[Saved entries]
.....
// ═══════════════════════════════════════════════════════════════════
// Encryption
// ═══════════════════════════════════════════════════════════════════

mod encryption {
    use super::*;

    #[test]
    fn default_params_are_valid() {
        assert!(KdfParams::default().validate().is_ok());
    }

    #[test]
    fn out_of_range_params_rejected() {
        let bad = [
            KdfParams { memory_cost: 4, ..fast_kdf() },
            KdfParams { memory_cost: 2_000_000, ..fast_kdf() },
            KdfParams { time_cost: 0, ..fast_kdf() },
            KdfParams { time_cost: 21, ..fast_kdf() },
            KdfParams { parallelism: 0, ..fast_kdf() },
            KdfParams { parallelism: 17, ..fast_kdf() },
        ];
        for params in bad {
            assert!(matches!(params.validate(), Err(CoreError::InvalidFileFormat(_))), "{params:?}");
        }
    }

    #[test]
    fn derive_is_deterministic() {
        let salt = [9u8; 16];
        let nonce = [1u8; 12];
        let a = SealingKey::derive("pw", &salt, &fast_kdf()).unwrap();
        let b = SealingKey::derive("pw", &salt, &fast_kdf()).unwrap();
        let sealed = a.seal(&nonce, b"ledger").unwrap();
        assert_eq!(b.open(&nonce, &sealed).unwrap(), b"ledger");
    }

    #[test]
    fn wrong_password_fails() {
        let salt = [3u8; 16];
        let nonce = [4u8; 12];
        let right = SealingKey::derive("right", &salt, &fast_kdf()).unwrap();
        let wrong = SealingKey::derive("wrong", &salt, &fast_kdf()).unwrap();
        let sealed = right.seal(&nonce, b"secret").unwrap();
        assert!(matches!(wrong.open(&nonce, &sealed), Err(CoreError::Decryption)));
    }

    #[test]
    fn tampered_ciphertext_fails() {
        let key = SealingKey::derive("pw", &[5u8; 16], &fast_kdf()).unwrap();
        let nonce = [6u8; 12];
        let mut sealed = key.seal(&nonce, b"secret").unwrap();
        sealed[0] ^= 0x01;
        assert!(matches!(key.open(&nonce, &sealed), Err(CoreError::Decryption)));
    }

    #[test]
    fn ciphertext_carries_tag() {
        let key = SealingKey::derive("pw", &[5u8; 16], &fast_kdf()).unwrap();
        let sealed = key.seal(&[0u8; 12], b"").unwrap();
        assert_eq!(sealed.len(), 16);
    }

    #[test]
    fn debug_hides_key_material() {
        let key = SealingKey::derive("pw", &[5u8; 16], &fast_kdf()).unwrap();
        assert_eq!(format!("{key:?}"), "SealingKey(..)");
    }

    #[test]
    fn random_bytes_differ() {
        let a: [u8; 16] = random_bytes().unwrap();
        let b: [u8; 16] = random_bytes().unwrap();
        assert_ne!(a, b);
    }
}

// ═══════════════════════════════════════════════════════════════════
// Backup header format
// ═══════════════════════════════════════════════════════════════════

mod format {
    use super::*;

    fn header() -> BackupHeader {
        BackupHeader {
            version: CURRENT_VERSION,
            kdf_params: fast_kdf(),
            salt: [7u8; 16],
            nonce: [8u8; 12],
        }
    }

    #[test]
    fn header_len_constant() {
        assert_eq!(HEADER_LEN, 46);
        assert_eq!(header().encode(&[]).len(), HEADER_LEN);
    }

    #[test]
    fn encode_layout() {
        let bytes = header().encode(&[0xAAu8, 0xBB]);
        assert_eq!(&bytes[0..4], MAGIC);
        assert_eq!(&bytes[4..6], &CURRENT_VERSION.to_le_bytes());
        assert_eq!(&bytes[6..10], &8u32.to_le_bytes());
        assert_eq!(&bytes[HEADER_LEN..], &[0xAAu8, 0xBB]);
    }

    #[test]
    fn decode_round_trip() {
        let bytes = header().encode(b"payload");
        let (decoded, ciphertext) = BackupHeader::decode(&bytes).unwrap();
        assert_eq!(decoded, header());
        assert_eq!(ciphertext, b"payload");
    }

    #[test]
    fn too_short_rejected() {
        let bytes = header().encode(&[]);
        let err = BackupHeader::decode(&bytes[..HEADER_LEN - 1]).unwrap_err();
        assert!(matches!(err, CoreError::InvalidFileFormat(_)));
    }

    #[test]
    fn bad_magic_rejected() {
        let mut bytes = header().encode(b"x");
        bytes[0] = b'X';
        assert!(matches!(BackupHeader::decode(&bytes), Err(CoreError::InvalidFileFormat(_))));
    }

    #[test]
    fn unsupported_versions_rejected() {
        for version in [0u16, CURRENT_VERSION + 1] {
            let bytes = BackupHeader { version, ..header() }.encode(b"x");
            assert!(matches!(
                BackupHeader::decode(&bytes),
                Err(CoreError::UnsupportedVersion(v)) if v == version
            ));
        }
    }

    #[test]
    fn hostile_kdf_params_rejected() {
        let bytes = BackupHeader {
            kdf_params: KdfParams { memory_cost: u32::MAX, ..fast_kdf() },
            ..header()
        }
        .encode(b"x");
        assert!(matches!(BackupHeader::decode(&bytes), Err(CoreError::InvalidFileFormat(_))));
    }
}

// ═══════════════════════════════════════════════════════════════════
// BackupManager
// ═══════════════════════════════════════════════════════════════════

mod backup_manager {
    use super::*;

    fn manager() -> BackupManager {
        BackupManager::with_kdf_params(fast_kdf())
    }

    #[test]
    fn seal_open_round_trip() {
        let backup = Backup::new(sample_ledger().transactions, "EUR");
        let bytes = manager().seal(&backup, "hunter2").unwrap();
        assert_eq!(&bytes[0..4], MAGIC);
        assert_eq!(manager().open(&bytes, "hunter2").unwrap(), backup);
    }

    #[test]
    fn open_uses_header_params() {
        let backup = Backup::new(Vec::new(), "USD");
        let bytes = manager().seal(&backup, "pw").unwrap();
        // A manager configured with other costs can still read it.
        let reader = BackupManager::new();
        assert_eq!(reader.open(&bytes, "pw").unwrap(), backup);
    }

    #[test]
    fn wrong_password() {
        let bytes = manager().seal(&Backup::new(Vec::new(), "USD"), "right").unwrap();
        assert!(matches!(manager().open(&bytes, "wrong"), Err(CoreError::Decryption)));
    }

    #[test]
    fn each_seal_uses_fresh_salt_and_nonce() {
        let backup = Backup::new(Vec::new(), "USD");
        let a = manager().seal(&backup, "pw").unwrap();
        let b = manager().seal(&backup, "pw").unwrap();
        assert_ne!(a, b);
    }

    #[test]
    fn truncated_ciphertext_fails() {
        let bytes = manager().seal(&Backup::new(sample_ledger().transactions, "USD"), "pw").unwrap();
        let cut = &bytes[..bytes.len() - 1];
        assert!(matches!(manager().open(cut, "pw"), Err(CoreError::Decryption)));
    }

    #[test]
    fn invalid_manager_params_refuse_to_seal() {
        let bad = BackupManager::with_kdf_params(KdfParams { parallelism: 0, ..fast_kdf() });
        assert!(matches!(
            bad.seal(&Backup::new(Vec::new(), "USD"), "pw"),
            Err(CoreError::InvalidFileFormat(_))
        ));
    }
}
.....
_ACTIVITY_
Make a tally of the lines in this data that include the string "parallelism", and answer with that tally alone.

_WRITTEN ANSWER_
3